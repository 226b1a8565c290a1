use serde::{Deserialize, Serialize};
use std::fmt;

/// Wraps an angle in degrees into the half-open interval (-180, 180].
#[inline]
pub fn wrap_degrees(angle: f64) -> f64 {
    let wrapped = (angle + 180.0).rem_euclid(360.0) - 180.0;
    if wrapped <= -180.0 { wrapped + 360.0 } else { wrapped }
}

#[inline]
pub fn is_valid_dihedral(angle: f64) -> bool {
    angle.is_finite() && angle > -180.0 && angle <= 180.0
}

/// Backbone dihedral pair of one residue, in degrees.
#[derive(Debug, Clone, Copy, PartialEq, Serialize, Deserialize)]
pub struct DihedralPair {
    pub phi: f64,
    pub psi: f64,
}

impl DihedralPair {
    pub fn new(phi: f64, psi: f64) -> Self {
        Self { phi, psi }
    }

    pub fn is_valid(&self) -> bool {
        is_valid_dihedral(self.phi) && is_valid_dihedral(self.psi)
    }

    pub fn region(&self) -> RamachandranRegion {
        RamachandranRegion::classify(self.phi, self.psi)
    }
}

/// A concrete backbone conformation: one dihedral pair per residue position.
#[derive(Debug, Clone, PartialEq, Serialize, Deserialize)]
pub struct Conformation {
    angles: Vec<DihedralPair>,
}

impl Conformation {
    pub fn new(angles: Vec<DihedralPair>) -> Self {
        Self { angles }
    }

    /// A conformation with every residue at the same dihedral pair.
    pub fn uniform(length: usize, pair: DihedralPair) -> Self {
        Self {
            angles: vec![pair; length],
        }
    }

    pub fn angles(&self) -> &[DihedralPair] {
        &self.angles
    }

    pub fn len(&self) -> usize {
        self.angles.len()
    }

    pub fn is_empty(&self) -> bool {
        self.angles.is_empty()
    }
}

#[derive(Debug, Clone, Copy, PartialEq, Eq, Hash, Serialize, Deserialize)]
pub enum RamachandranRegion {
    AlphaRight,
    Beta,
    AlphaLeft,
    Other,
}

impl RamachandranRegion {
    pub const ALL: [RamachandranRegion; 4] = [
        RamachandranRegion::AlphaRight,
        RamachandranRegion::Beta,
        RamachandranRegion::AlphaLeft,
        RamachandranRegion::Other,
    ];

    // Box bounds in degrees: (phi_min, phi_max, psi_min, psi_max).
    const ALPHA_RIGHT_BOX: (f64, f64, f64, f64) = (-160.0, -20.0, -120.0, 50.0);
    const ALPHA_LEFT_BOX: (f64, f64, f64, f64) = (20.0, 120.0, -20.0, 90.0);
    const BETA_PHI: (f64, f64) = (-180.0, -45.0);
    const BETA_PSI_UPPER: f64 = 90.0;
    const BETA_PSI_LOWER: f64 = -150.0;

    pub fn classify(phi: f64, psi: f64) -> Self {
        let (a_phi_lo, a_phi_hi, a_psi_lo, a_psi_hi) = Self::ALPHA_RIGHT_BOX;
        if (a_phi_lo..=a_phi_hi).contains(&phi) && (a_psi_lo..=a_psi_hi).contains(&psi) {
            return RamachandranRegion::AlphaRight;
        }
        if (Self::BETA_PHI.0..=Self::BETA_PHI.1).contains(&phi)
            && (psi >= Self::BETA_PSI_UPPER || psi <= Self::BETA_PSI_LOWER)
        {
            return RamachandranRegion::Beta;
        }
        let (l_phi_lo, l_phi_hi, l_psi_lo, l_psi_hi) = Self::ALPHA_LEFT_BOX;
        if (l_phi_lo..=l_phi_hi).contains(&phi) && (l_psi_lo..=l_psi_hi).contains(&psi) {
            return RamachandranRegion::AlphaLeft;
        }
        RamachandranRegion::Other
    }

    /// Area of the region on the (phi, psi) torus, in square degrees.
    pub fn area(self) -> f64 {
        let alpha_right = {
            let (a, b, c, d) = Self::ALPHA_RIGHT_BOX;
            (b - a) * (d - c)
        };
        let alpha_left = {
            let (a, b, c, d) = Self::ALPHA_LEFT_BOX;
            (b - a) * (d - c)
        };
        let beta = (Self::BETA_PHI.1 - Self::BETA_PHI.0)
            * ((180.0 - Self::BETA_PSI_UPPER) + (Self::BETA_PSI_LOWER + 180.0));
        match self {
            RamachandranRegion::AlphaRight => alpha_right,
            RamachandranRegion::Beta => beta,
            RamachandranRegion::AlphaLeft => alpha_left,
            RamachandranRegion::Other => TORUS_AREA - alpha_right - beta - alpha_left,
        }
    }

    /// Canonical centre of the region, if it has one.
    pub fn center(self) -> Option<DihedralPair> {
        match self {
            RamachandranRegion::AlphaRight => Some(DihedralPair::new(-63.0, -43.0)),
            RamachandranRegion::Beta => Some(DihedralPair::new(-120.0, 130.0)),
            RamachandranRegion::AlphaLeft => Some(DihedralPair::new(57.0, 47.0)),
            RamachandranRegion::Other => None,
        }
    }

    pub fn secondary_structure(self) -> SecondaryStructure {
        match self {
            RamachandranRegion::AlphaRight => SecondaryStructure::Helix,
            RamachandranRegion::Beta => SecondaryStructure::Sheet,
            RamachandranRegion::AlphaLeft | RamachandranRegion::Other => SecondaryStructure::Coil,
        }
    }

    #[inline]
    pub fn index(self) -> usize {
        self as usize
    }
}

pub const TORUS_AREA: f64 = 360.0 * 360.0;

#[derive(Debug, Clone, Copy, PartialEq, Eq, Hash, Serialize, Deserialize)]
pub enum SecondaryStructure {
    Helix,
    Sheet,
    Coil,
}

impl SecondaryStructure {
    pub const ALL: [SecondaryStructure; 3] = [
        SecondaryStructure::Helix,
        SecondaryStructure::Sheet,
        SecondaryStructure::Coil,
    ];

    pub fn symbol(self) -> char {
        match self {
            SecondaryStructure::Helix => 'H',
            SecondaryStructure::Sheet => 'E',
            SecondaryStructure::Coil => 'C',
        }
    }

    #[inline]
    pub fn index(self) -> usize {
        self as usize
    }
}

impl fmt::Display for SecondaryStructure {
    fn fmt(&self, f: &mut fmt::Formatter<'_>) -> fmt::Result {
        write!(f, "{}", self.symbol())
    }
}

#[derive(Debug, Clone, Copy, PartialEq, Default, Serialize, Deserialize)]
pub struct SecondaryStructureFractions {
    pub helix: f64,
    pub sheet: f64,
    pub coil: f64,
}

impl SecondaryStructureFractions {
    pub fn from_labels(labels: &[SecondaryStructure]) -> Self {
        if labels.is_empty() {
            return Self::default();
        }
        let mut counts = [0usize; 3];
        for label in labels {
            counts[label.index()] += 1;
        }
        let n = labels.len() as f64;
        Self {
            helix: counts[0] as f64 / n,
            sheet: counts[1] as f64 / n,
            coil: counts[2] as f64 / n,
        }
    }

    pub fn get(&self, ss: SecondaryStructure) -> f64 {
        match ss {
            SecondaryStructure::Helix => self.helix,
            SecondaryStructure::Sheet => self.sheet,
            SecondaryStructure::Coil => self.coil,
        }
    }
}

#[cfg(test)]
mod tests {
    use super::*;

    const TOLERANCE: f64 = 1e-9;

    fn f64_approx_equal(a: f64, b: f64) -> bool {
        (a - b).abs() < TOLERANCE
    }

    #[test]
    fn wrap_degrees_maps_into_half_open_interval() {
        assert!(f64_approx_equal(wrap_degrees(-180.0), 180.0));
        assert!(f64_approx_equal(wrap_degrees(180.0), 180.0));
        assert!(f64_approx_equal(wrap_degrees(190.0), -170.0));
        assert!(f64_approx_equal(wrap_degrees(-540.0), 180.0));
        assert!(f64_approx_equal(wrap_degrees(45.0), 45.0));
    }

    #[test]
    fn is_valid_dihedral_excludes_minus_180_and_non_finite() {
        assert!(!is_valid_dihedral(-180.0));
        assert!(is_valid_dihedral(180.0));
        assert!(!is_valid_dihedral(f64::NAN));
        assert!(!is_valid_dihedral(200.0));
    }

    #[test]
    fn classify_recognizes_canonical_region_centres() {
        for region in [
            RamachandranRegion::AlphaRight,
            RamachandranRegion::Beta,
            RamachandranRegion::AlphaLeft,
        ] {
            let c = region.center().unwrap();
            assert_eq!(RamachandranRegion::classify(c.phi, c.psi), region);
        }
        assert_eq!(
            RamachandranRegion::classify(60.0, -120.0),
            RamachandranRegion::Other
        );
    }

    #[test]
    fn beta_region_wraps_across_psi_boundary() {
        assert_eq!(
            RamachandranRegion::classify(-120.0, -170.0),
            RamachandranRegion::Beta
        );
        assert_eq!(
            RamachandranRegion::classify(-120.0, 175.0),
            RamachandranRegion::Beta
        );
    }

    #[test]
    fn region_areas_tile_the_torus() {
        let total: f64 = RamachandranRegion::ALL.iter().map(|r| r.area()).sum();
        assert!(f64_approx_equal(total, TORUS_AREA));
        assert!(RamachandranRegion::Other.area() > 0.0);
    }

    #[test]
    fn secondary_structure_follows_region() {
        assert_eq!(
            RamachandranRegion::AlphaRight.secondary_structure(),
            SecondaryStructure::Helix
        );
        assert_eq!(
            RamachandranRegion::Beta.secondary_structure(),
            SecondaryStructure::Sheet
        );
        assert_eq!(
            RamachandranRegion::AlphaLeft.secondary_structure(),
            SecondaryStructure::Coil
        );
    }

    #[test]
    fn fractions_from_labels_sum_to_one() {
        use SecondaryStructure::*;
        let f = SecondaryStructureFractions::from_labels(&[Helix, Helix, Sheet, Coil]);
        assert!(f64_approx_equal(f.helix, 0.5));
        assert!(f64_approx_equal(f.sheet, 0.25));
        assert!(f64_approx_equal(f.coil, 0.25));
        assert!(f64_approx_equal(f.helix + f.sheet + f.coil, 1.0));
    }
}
┄┄┄┄┄┄┄┄┄┄┄┄┄┄┄┄┄┄┄┄
What is needed
Filter the records down to the lines containing the word "TOLERANCE", and copy those.

Exercise result
    const TOLERANCE: f64 = 1e-9;
        (a - b).abs() < TOLERANCE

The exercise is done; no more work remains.